着付けのコツ

きれいに着付けするためのチェックポイント

きれいに着付けするには、どんなところをチェックすれば良いでしょうか?

このコラムでは、美しい着姿を作るための体型補正をはじめ、着崩れを防ぐポイントなど、プロによる着付けのコツを順にご紹介していきます。

着物を着る時に直面する着崩れ問題。せっかく綺麗に着付けても、着崩れてしまうと美しい姿も台無しになりますよね。着崩れの原因とその解決法のちょっとしたポイントをお伝えします。これだけで着物は崩れにくくなります。

着崩れの主な原因は、主にこの三点が原因だと考えられています。

  • 自分の体型に合わせた補正ができていない
  • 腰紐をしっかり締めていないため緩んでくる
  • 洋服着用時と同じ所作・行動をしている(丁寧に小さく動くという作法ができていない)

そのため、この三点をしっかりと抑えておけば、着崩れを防ぐ事が出来ると言えます。
今回は、上2つのポイントについてご紹介いたします。

着物姿に合わせたボディラインの作り方(体型補正)

まず、原因の1つ目”自分の体型に合わせた補正”の仕方をご説明します。

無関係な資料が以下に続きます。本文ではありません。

//! Configuration sources for layered settings
//!
//! Sources are merged in priority order (environment variables > TOML
//! files > defaults).

use crate::error::SourceError;
use crate::settings::{ConsentSettings, SETTINGS_KEYS};
use indexmap::IndexMap;
use serde_json::Value;
use std::fs;
use std::path::PathBuf;

/// Prefix of the environment variables read by [`EnvSource::new`].
pub const ENV_PREFIX: &str = "COOKIE_CONSENT_";

/// Trait for configuration sources
pub trait ConfigSource: Send + Sync {
	/// Load configuration from this source
	fn load(&self) -> Result<IndexMap<String, Value>, SourceError>;

	/// Get the priority of this source (higher = more important)
	fn priority(&self) -> u8;

	/// Get a description of this source
	fn description(&self) -> String;
}

/// Built-in defaults of [`ConsentSettings`]
#[derive(Debug, Default)]
pub struct DefaultSource;

impl ConfigSource for DefaultSource {
	fn load(&self) -> Result<IndexMap<String, Value>, SourceError> {
		match serde_json::to_value(ConsentSettings::default())? {
			Value::Object(map) => Ok(map.into_iter().collect()),
			_ => Err(SourceError::Parse("Expected object for defaults".to_string())),
		}
	}

	fn priority(&self) -> u8 {
		0
	}

	fn description(&self) -> String {
		"Defaults".to_string()
	}
}

/// TOML configuration, from a file or an in-memory document
pub struct TomlSource {
	origin: TomlOrigin,
}

enum TomlOrigin {
	File(PathBuf),
	Inline(String),
}

impl TomlSource {
	/// Read settings from a TOML file. A missing file contributes nothing.
	///
	/// # Examples
	///
	/// ```
	/// use cookie_consent_conf::sources::{ConfigSource, TomlSource};
	///
	/// let source = TomlSource::file("/nonexistent/cookie_consent.toml");
	/// assert!(source.load().unwrap().is_empty());
	/// ```
	pub fn file(path: impl Into<PathBuf>) -> Self {
		Self {
			origin: TomlOrigin::File(path.into()),
		}
	}

	/// Read settings from a TOML document
	///
	/// # Examples
	///
	/// ```
	/// use cookie_consent_conf::sources::{ConfigSource, TomlSource};
	///
	/// let source = TomlSource::inline("simplified = true");
	/// let values = source.load().unwrap();
	/// assert_eq!(values.get("simplified"), Some(&serde_json::json!(true)));
	/// ```
	pub fn inline(content: impl Into<String>) -> Self {
		Self {
			origin: TomlOrigin::Inline(content.into()),
		}
	}
}

impl ConfigSource for TomlSource {
	fn load(&self) -> Result<IndexMap<String, Value>, SourceError> {
		let content = match &self.origin {
			TomlOrigin::File(path) => {
				if !path.exists() {
					return Ok(IndexMap::new());
				}
				fs::read_to_string(path)?
			}
			TomlOrigin::Inline(content) => content.clone(),
		};

		let table: toml::Table = toml::from_str(&content)?;
		let json_value = serde_json::to_value(table)?;

		let map = json_value
			.as_object()
			.ok_or_else(|| SourceError::Parse("Expected table at root".to_string()))?;

		Ok(map.iter().map(|(k, v)| (k.clone(), v.clone())).collect())
	}

	fn priority(&self) -> u8 {
		50
	}

	fn description(&self) -> String {
		match &self.origin {
			TomlOrigin::File(path) => format!("TOML file: {}", path.display()),
			TomlOrigin::Inline(_) => "TOML document".to_string(),
		}
	}
}

/// Environment variable configuration source
///
/// `COOKIE_CONSENT_CATEGORIES` is a comma-separated list; boolean keys
/// accept `true`/`false`, `1`/`0`, `yes`/`no` and `on`/`off`. Variables that
/// do not name a settings key are ignored.
pub struct EnvSource {
	prefix: String,
	vars: Option<Vec<(String, String)>>,
}

impl EnvSource {
	pub fn new() -> Self {
		Self::with_prefix(ENV_PREFIX)
	}

	pub fn with_prefix(prefix: impl Into<String>) -> Self {
		Self {
			prefix: prefix.into(),
			vars: None,
		}
	}

	/// Read from the given variables instead of the process environment
	///
	/// # Examples
	///
	/// ```
	/// use cookie_consent_conf::sources::{ConfigSource, EnvSource};
	/// use serde_json::json;
	///
	/// let source = EnvSource::new().with_vars([
	///     ("COOKIE_CONSENT_CATEGORIES", "analytics, marketing"),
	///     ("COOKIE_CONSENT_SIMPLIFIED", "yes"),
	///     ("PATH", "/usr/bin"),
	/// ]);
	/// let values = source.load().unwrap();
	/// assert_eq!(values.get("categories"), Some(&json!(["analytics", "marketing"])));
	/// assert_eq!(values.get("simplified"), Some(&json!(true)));
	/// assert_eq!(values.len(), 2);
	/// ```
	pub fn with_vars<I, K, V>(mut self, vars: I) -> Self
	where
		I: IntoIterator<Item = (K, V)>,
		K: Into<String>,
		V: Into<String>,
	{
		self.vars = Some(
			vars.into_iter()
				.map(|(k, v)| (k.into(), v.into()))
				.collect(),
		);
		self
	}

	fn vars(&self) -> Vec<(String, String)> {
		match &self.vars {
			Some(vars) => vars.clone(),
			None => std::env::vars().collect(),
		}
	}
}

impl Default for EnvSource {
	fn default() -> Self {
		Self::new()
	}
}

impl ConfigSource for EnvSource {
	fn load(&self) -> Result<IndexMap<String, Value>, SourceError> {
		let mut config = IndexMap::new();

		for (key, value) in self.vars() {
			let Some(stripped) = key.strip_prefix(&self.prefix) else {
				continue;
			};
			let lower_key = stripped.to_lowercase();
			if !SETTINGS_KEYS.contains(&lower_key.as_str()) {
				continue;
			}

			let parsed_value = match lower_key.as_str() {
				"categories" => Value::Array(
					value
						.split(',')
						.map(str::trim)
						.filter(|s| !s.is_empty())
						.map(|s| Value::String(s.to_string()))
						.collect(),
				),
				"simplified" | "csrf_protection" => Value::Bool(parse_bool(&key, &value)?),
				_ => Value::String(value.trim().to_lowercase()),
			};

			config.insert(lower_key, parsed_value);
		}

		Ok(config)
	}

	fn priority(&self) -> u8 {
		100
	}

	fn description(&self) -> String {
		format!("Environment variables (prefix: {})", self.prefix)
	}
}

fn parse_bool(key: &str, value: &str) -> Result<bool, SourceError> {
	match value.trim().to_lowercase().as_str() {
		"true" | "1" | "yes" | "on" => Ok(true),
		"false" | "0" | "no" | "off" => Ok(false),
		_ => Err(SourceError::InvalidValue {
			key: key.to_string(),
			value: value.to_string(),
		}),
	}
}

着物を着る際の注意点。着物着付けはできるだけ丸い筒型をイメージし、寸胴に補正することで崩れにくく、美しい着姿が出来上がります。洋服を着る際にはくびれや胸の膨らみを強調することが美しいとされる女性のボディラインですが、着物や浴衣を着る際はその反対で凹凸をできる限り少なくすることが美しいボディラインを作るポイントになります。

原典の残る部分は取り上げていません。